Lahti and Haraway have thus developed two contrasting interpretations of the role of technology through their studies. Lahti has emphasized the idea of immersion: the concept that technology serves to completely immerse humans into a different world that is disconnected from reality. However, Haraway thinks that instead of immersing oneself in technology, it would be better to embed it into everyday life. From her perspective, the worlds of reality and technology should not become separate, but instead joined together so that imperfect humans can learn from the example of genderless machines.
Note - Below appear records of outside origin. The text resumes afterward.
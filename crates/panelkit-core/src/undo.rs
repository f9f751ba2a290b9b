//! Undo/redo history of reversible editing actions.

use crate::actions::ActionGroup;
use crate::catalog::ResourceCatalog;
use crate::registry::ViewRegistry;
use crate::selection::Selection;
use crate::tree::ViewTree;
use std::fmt;

/// Everything an action may read or mutate.
pub struct EditContext<'a> {
    pub tree: &'a mut ViewTree,
    pub selection: &'a mut Selection,
    pub catalog: &'a mut ResourceCatalog,
    pub registry: &'a ViewRegistry,
}

/// A reversible unit of editing history.
///
/// Actions capture the state they need to undo when they are constructed, so
/// `perform` and `undo` only replay snapshots.
pub trait Action: fmt::Debug {
    /// Human readable name shown in undo/redo menus.
    fn name(&self) -> &str;

    fn perform(&mut self, cx: &mut EditContext<'_>);

    fn undo(&mut self, cx: &mut EditContext<'_>);
}

/// Cursor-addressed action history.
///
/// Entries before the cursor are done, entries at or after it are redoable.
#[derive(Debug, Default)]
pub struct UndoLog {
    entries: Vec<Box<dyn Action>>,
    cursor: usize,
    /// Maximum number of entries kept; 0 keeps everything.
    max_history: usize,
    /// Cursor position when the document was last saved.
    saved_at: Option<usize>,
    group: Option<ActionGroup>,
}

impl UndoLog {
    pub fn new() -> Self {
        Self {
            saved_at: Some(0),
            ..Self::default()
        }
    }

    pub fn with_max_history(max_history: usize) -> Self {
        Self {
            max_history,
            ..Self::new()
        }
    }

    pub fn set_max_history(&mut self, max_history: usize) {
        self.max_history = max_history;
        self.enforce_limit();
    }

    /// Perform `action` and record it, discarding any redoable entries.
    ///
    /// While a group is open the action is performed and collected into it.
    pub fn perform(&mut self, mut action: Box<dyn Action>, cx: &mut EditContext<'_>) {
        log::debug!("perform '{}'", action.name());
        if let Some(group) = self.group.as_mut() {
            action.perform(cx);
            group.push(action);
            return;
        }
        self.truncate_redo();
        action.perform(cx);
        self.entries.push(action);
        self.cursor += 1;
        self.enforce_limit();
    }

    /// Undo the entry before the cursor. Returns `false` when there is nothing to undo.
    pub fn undo(&mut self, cx: &mut EditContext<'_>) -> bool {
        if self.group.is_some() || self.cursor == 0 {
            return false;
        }
        self.cursor -= 1;
        let action = &mut self.entries[self.cursor];
        log::debug!("undo '{}'", action.name());
        action.undo(cx);
        true
    }

    /// Redo the entry at the cursor. Returns `false` when there is nothing to redo.
    pub fn redo(&mut self, cx: &mut EditContext<'_>) -> bool {
        if self.group.is_some() || self.cursor >= self.entries.len() {
            return false;
        }
        let action = &mut self.entries[self.cursor];
        log::debug!("redo '{}'", action.name());
        action.perform(cx);
        self.cursor += 1;
        true
    }

    pub fn can_undo(&self) -> bool {
        self.group.is_none() && self.cursor > 0
    }

    pub fn can_redo(&self) -> bool {
        self.group.is_none() && self.cursor < self.entries.len()
    }

    pub fn undo_name(&self) -> Option<&str> {
        self.cursor
            .checked_sub(1)
            .and_then(|i| self.entries.get(i))
            .map(|a| a.name())
    }

    pub fn redo_name(&self) -> Option<&str> {
        self.entries.get(self.cursor).map(|a| a.name())
    }

    /// Start collecting performed actions into one entry named `name`.
    pub fn begin_group(&mut self, name: impl Into<String>) -> bool {
        if self.group.is_some() {
            log::warn!("action group already open");
            return false;
        }
        self.group = Some(ActionGroup::new(name));
        true
    }

    /// Close the open group and record it. Empty groups are dropped.
    pub fn end_group(&mut self) -> bool {
        let Some(group) = self.group.take() else {
            return false;
        };
        if group.is_empty() {
            return false;
        }
        self.truncate_redo();
        self.entries.push(Box::new(group));
        self.cursor += 1;
        self.enforce_limit();
        true
    }

    pub fn is_grouping(&self) -> bool {
        self.group.is_some()
    }

    /// Forget all history, e.g. after loading a document.
    pub fn clear(&mut self) {
        self.entries.clear();
        self.cursor = 0;
        self.saved_at = Some(0);
        self.group = None;
    }

    pub fn len(&self) -> usize {
        self.entries.len()
    }

    pub fn is_empty(&self) -> bool {
        self.entries.is_empty()
    }

    pub fn cursor(&self) -> usize {
        self.cursor
    }

    /// Remember the current position as the saved state.
    pub fn mark_saved(&mut self) {
        self.saved_at = Some(self.cursor);
    }

    /// True if the history moved away from the saved state.
    pub fn is_dirty(&self) -> bool {
        self.group.is_some() || self.saved_at != Some(self.cursor)
    }

    fn truncate_redo(&mut self) {
        if self.cursor < self.entries.len() {
            self.entries.truncate(self.cursor);
            if self.saved_at.is_some_and(|s| s > self.cursor) {
                self.saved_at = None;
            }
        }
    }

    fn enforce_limit(&mut self) {
        if self.max_history == 0 {
            return;
        }
        while self.entries.len() > self.max_history {
            self.entries.remove(0);
            self.cursor = self.cursor.saturating_sub(1);
            self.saved_at = match self.saved_at {
                Some(0) | None => None,
                Some(s) => Some(s - 1),
            };
        }
    }
}
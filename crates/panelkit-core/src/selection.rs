//! The set of views targeted by interactive editing.

use crate::tree::{ViewId, ViewTree};
use kurbo::{Rect, Vec2};
use serde::{Deserialize, Serialize};

/// Whether more than one view may be selected.
#[derive(Debug, Clone, Copy, PartialEq, Eq, Default, Serialize, Deserialize)]
pub enum SelectionMode {
    Single,
    #[default]
    Multi,
}

/// An ordered set of selected views.
#[derive(Debug, Clone, Default, PartialEq)]
pub struct Selection {
    members: Vec<ViewId>,
    mode: SelectionMode,
    /// Offset from the pointer to the selection origin while dragging.
    drag_offset: Option<Vec2>,
}

impl Selection {
    pub fn new(mode: SelectionMode) -> Self {
        Self {
            members: Vec::new(),
            mode,
            drag_offset: None,
        }
    }

    pub fn mode(&self) -> SelectionMode {
        self.mode
    }

    /// Switch modes. Going to single mode keeps only the first member.
    pub fn set_mode(&mut self, mode: SelectionMode) {
        self.mode = mode;
        if mode == SelectionMode::Single {
            self.members.truncate(1);
        }
    }

    /// Add `id`. In single mode the selection is emptied first.
    pub fn add(&mut self, id: ViewId) {
        if self.mode == SelectionMode::Single {
            self.members.clear();
        }
        if !self.members.contains(&id) {
            self.members.push(id);
        }
    }

    pub fn remove(&mut self, id: ViewId) -> bool {
        let before = self.members.len();
        self.members.retain(|&m| m != id);
        self.members.len() != before
    }

    /// Add `id` if absent, remove it otherwise.
    pub fn toggle(&mut self, id: ViewId) {
        if !self.remove(id) {
            self.add(id);
        }
    }

    /// Make `id` the only member.
    pub fn set_exclusive(&mut self, id: ViewId) {
        self.members.clear();
        self.members.push(id);
    }

    /// Replace the members wholesale.
    pub fn set_all(&mut self, ids: impl IntoIterator<Item = ViewId>) {
        self.members.clear();
        for id in ids {
            self.add(id);
        }
    }

    pub fn clear(&mut self) {
        self.members.clear();
        self.drag_offset = None;
    }

    pub fn contains(&self, id: ViewId) -> bool {
        self.members.contains(&id)
    }

    /// True if a strict ancestor of `id` is selected.
    pub fn contains_ancestor_of(&self, tree: &ViewTree, id: ViewId) -> bool {
        let mut current = tree.parent(id);
        while let Some(p) = current {
            if self.contains(p) {
                return true;
            }
            current = tree.parent(p);
        }
        false
    }

    pub fn is_empty(&self) -> bool {
        self.members.is_empty()
    }

    pub fn len(&self) -> usize {
        self.members.len()
    }

    pub fn first(&self) -> Option<ViewId> {
        self.members.first().copied()
    }

    /// The sole member, if exactly one view is selected.
    pub fn single(&self) -> Option<ViewId> {
        match self.members.as_slice() {
            [only] => Some(*only),
            _ => None,
        }
    }

    pub fn iter(&self) -> impl Iterator<Item = ViewId> + '_ {
        self.members.iter().copied()
    }

    pub fn members(&self) -> &[ViewId] {
        &self.members
    }

    /// Members with no selected ancestor, in selection order.
    pub fn top_level(&self, tree: &ViewTree) -> Vec<ViewId> {
        self.members
            .iter()
            .copied()
            .filter(|&id| !self.contains_ancestor_of(tree, id))
            .collect()
    }

    /// Union of the members' frames in root coordinates.
    pub fn bounds(&self, tree: &ViewTree) -> Option<Rect> {
        self.members
            .iter()
            .filter_map(|&id| tree.global_frame(id))
            .reduce(|acc, r| acc.union(r))
    }

    /// Translate every top-level member by `delta`.
    pub fn move_by(&self, tree: &mut ViewTree, delta: Vec2) {
        for id in self.top_level(tree) {
            if let Some(node) = tree.get_mut(id) {
                node.offset(delta);
            }
        }
    }

    /// Drop members no longer present in `tree`.
    pub fn retain_existing(&mut self, tree: &ViewTree) {
        self.members.retain(|&id| tree.contains(id));
    }

    pub fn drag_offset(&self) -> Option<Vec2> {
        self.drag_offset
    }

    pub fn set_drag_offset(&mut self, offset: Option<Vec2>) {
        self.drag_offset = offset;
    }
}
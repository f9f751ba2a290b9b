//! In-memory storage implementation.

use super::{BoxFuture, Storage, StorageError, StorageResult};
use crate::document::Document;
use std::collections::HashMap;
use std::sync::RwLock;

/// In-memory storage for tests and scratch sessions.
#[derive(Default)]
pub struct MemoryStorage {
    documents: RwLock<HashMap<String, Document>>,
}

impl MemoryStorage {
    pub fn new() -> Self {
        Self::default()
    }
}

fn lock_error(e: impl std::fmt::Display) -> StorageError {
    StorageError::Other(format!("Lock error: {}", e))
}

impl Storage for MemoryStorage {
    fn save(&self, id: &str, document: &Document) -> BoxFuture<'_, StorageResult<()>> {
        let id = id.to_string();
        let document = document.clone();
        Box::pin(async move {
            let mut docs = self.documents.write().map_err(lock_error)?;
            docs.insert(id, document);
            Ok(())
        })
    }

    fn load(&self, id: &str) -> BoxFuture<'_, StorageResult<Document>> {
        let id = id.to_string();
        Box::pin(async move {
            let docs = self.documents.read().map_err(lock_error)?;
            docs.get(&id).cloned().ok_or(StorageError::NotFound(id))
        })
    }

    fn delete(&self, id: &str) -> BoxFuture<'_, StorageResult<()>> {
        let id = id.to_string();
        Box::pin(async move {
            let mut docs = self.documents.write().map_err(lock_error)?;
            docs.remove(&id);
            Ok(())
        })
    }

    fn list(&self) -> BoxFuture<'_, StorageResult<Vec<String>>> {
        Box::pin(async move {
            let docs = self.documents.read().map_err(lock_error)?;
            let mut ids: Vec<String> = docs.keys().cloned().collect();
            ids.sort();
            Ok(ids)
        })
    }

    fn exists(&self, id: &str) -> BoxFuture<'_, StorageResult<bool>> {
        let id = id.to_string();
        Box::pin(async move {
            let docs = self.documents.read().map_err(lock_error)?;
            Ok(docs.contains_key(&id))
        })
    }
}

#[cfg(test)]
mod tests {
    use super::*;
    use pollster::block_on;

    #[test]
    fn test_save_and_load() {
        let storage = MemoryStorage::new();
        let doc = Document::new("Synth");

        block_on(storage.save("test", &doc)).unwrap();
        let loaded = block_on(storage.load("test")).unwrap();

        assert_eq!(doc.id, loaded.id);
        assert_eq!(loaded.name, "Synth");
    }

    #[test]
    fn test_not_found() {
        let storage = MemoryStorage::new();
        let result = block_on(storage.load("nonexistent"));

        assert!(matches!(result, Err(StorageError::NotFound(_))));
    }

    #[test]
    fn test_delete_and_exists() {
        let storage = MemoryStorage::new();
        let doc = Document::new("Synth");

        assert!(!block_on(storage.exists("test")).unwrap());
        block_on(storage.save("test", &doc)).unwrap();
        assert!(block_on(storage.exists("test")).unwrap());
        block_on(storage.delete("test")).unwrap();
        assert!(!block_on(storage.exists("test")).unwrap());
    }

    #[test]
    fn test_list_sorted() {
        let storage = MemoryStorage::new();
        let doc = Document::new("Synth");

        block_on(storage.save("doc2", &doc)).unwrap();
        block_on(storage.save("doc1", &doc)).unwrap();

        assert_eq!(block_on(storage.list()).unwrap(), vec!["doc1", "doc2"]);
    }
}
Haraway expands her idea of embeddedness in a way that constructs a view of the ideal society. She stresses the idea that each individual should function as part of the circuit that runs society. In this aspect, she includes socialist ideas of equality and interdependence. Her views differ from utopian approaches because she does not advocate a complete restructuring of society, but rather a blending of cyborg ideas with the values of humanity.

While Haraway believes technology should be embedded for ideal socialism and feminism, Lahti believes it serves as an escape into another dimension. Immersion and embeddedness offer two different perspectives on the role of technology in the modern world.

2 Comments

  1. To some extent immersion and embeddedness are two different perspectives on technology, but importantly, they coexist. We are always immersed in our habitual understanding of the world, we are not able to see what is normal to us, it becomes the background to experience. Likewise, we are embedded in systems that organise society, always. To my mind, embeddedness has more to do with a systems theory or constructivist approach, where we can acknowledge our role in the mechanisms of the social/technical/political world.